TASK DESCRIPTION => For the entries below, say how many lines include the word "parley" and add nothing else.

Data entries:
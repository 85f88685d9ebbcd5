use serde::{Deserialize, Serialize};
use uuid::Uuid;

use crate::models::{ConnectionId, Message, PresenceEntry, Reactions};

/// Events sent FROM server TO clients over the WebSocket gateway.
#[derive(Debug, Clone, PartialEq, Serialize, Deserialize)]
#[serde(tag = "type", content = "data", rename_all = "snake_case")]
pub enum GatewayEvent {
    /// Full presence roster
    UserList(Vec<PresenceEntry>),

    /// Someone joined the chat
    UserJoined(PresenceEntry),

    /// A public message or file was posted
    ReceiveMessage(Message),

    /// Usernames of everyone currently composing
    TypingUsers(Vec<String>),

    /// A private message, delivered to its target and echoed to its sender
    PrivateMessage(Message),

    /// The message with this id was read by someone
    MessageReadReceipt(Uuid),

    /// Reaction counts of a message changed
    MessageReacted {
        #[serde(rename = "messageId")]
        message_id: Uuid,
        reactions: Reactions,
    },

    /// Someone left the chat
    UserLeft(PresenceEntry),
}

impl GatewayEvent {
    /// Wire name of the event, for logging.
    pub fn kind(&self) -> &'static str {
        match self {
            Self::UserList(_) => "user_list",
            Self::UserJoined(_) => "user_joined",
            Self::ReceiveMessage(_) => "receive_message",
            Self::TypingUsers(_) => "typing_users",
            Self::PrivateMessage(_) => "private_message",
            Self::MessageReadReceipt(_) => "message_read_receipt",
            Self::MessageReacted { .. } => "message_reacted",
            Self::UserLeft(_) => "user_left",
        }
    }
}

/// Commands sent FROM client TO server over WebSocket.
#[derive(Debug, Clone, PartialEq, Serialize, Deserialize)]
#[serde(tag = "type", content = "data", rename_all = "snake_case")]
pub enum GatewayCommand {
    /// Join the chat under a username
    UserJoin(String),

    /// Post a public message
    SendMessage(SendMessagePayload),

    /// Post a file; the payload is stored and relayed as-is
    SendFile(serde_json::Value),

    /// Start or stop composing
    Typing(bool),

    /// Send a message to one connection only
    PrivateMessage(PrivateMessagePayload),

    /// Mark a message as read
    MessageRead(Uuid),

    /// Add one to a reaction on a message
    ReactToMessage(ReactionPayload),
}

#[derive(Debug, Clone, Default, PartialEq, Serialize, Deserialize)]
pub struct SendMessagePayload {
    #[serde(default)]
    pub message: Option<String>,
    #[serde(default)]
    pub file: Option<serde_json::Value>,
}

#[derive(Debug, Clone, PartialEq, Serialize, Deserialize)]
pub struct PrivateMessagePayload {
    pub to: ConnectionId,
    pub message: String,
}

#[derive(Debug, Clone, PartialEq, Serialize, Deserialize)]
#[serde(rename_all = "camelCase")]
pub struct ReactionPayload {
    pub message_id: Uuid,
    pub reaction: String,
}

---

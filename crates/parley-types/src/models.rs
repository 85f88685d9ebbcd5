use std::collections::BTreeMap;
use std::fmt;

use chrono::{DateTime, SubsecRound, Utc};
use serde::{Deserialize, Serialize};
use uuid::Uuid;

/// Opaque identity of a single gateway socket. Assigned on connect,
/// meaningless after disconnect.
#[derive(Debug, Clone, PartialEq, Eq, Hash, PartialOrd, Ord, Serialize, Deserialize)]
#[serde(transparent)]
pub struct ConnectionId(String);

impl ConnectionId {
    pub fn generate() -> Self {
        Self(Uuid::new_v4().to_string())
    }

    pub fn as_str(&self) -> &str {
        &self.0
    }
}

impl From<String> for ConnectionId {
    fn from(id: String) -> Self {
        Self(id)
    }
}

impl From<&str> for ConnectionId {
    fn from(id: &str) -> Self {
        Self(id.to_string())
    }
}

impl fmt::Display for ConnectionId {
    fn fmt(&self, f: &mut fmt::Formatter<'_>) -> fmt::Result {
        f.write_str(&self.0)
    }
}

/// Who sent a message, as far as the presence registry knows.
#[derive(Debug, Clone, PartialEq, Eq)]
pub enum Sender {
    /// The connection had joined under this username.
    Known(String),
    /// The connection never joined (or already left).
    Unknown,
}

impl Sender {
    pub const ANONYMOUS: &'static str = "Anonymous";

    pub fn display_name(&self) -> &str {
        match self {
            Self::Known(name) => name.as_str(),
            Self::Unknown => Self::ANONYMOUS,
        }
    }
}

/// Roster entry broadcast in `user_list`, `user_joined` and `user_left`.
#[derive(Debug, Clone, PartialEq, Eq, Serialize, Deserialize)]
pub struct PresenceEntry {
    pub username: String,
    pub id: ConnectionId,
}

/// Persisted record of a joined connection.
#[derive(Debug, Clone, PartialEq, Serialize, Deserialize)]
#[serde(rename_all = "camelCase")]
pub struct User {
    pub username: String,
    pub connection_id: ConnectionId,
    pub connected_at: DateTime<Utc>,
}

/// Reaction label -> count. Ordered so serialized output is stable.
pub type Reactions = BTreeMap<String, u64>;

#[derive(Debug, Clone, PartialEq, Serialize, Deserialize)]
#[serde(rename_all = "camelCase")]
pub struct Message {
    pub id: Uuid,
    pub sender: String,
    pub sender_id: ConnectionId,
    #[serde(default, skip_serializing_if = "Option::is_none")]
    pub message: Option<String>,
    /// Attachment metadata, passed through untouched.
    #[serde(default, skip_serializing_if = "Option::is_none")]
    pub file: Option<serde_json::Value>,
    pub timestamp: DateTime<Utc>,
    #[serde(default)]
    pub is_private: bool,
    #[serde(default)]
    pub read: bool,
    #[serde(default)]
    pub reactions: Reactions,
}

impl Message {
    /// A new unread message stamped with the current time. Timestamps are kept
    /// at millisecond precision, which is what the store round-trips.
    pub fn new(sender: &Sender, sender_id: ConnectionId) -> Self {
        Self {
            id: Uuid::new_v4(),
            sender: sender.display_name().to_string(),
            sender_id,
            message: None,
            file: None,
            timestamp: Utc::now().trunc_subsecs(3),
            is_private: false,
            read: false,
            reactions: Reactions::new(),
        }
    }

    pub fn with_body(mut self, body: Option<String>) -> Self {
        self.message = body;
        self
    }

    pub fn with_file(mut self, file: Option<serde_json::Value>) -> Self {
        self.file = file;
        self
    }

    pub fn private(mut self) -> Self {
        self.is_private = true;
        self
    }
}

...

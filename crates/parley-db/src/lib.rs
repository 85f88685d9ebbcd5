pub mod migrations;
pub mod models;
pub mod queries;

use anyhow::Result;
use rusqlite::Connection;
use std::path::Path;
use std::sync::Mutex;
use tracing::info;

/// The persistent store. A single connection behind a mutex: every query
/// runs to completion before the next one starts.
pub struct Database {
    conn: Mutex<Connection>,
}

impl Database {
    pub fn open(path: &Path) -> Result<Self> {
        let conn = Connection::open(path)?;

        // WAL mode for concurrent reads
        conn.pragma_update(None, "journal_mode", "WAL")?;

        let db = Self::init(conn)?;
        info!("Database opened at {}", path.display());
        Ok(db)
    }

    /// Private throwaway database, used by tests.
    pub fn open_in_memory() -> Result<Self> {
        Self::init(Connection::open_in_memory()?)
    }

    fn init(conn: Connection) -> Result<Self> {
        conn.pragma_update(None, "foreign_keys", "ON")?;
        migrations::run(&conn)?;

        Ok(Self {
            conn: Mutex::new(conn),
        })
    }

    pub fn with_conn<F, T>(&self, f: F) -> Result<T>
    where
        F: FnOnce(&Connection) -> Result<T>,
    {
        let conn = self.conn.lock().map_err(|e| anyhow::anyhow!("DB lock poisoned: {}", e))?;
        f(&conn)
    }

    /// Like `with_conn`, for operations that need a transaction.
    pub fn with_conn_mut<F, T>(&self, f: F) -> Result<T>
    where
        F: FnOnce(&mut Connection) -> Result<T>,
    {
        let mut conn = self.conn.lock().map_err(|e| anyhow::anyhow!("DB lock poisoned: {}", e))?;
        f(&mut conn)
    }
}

REPLY => 2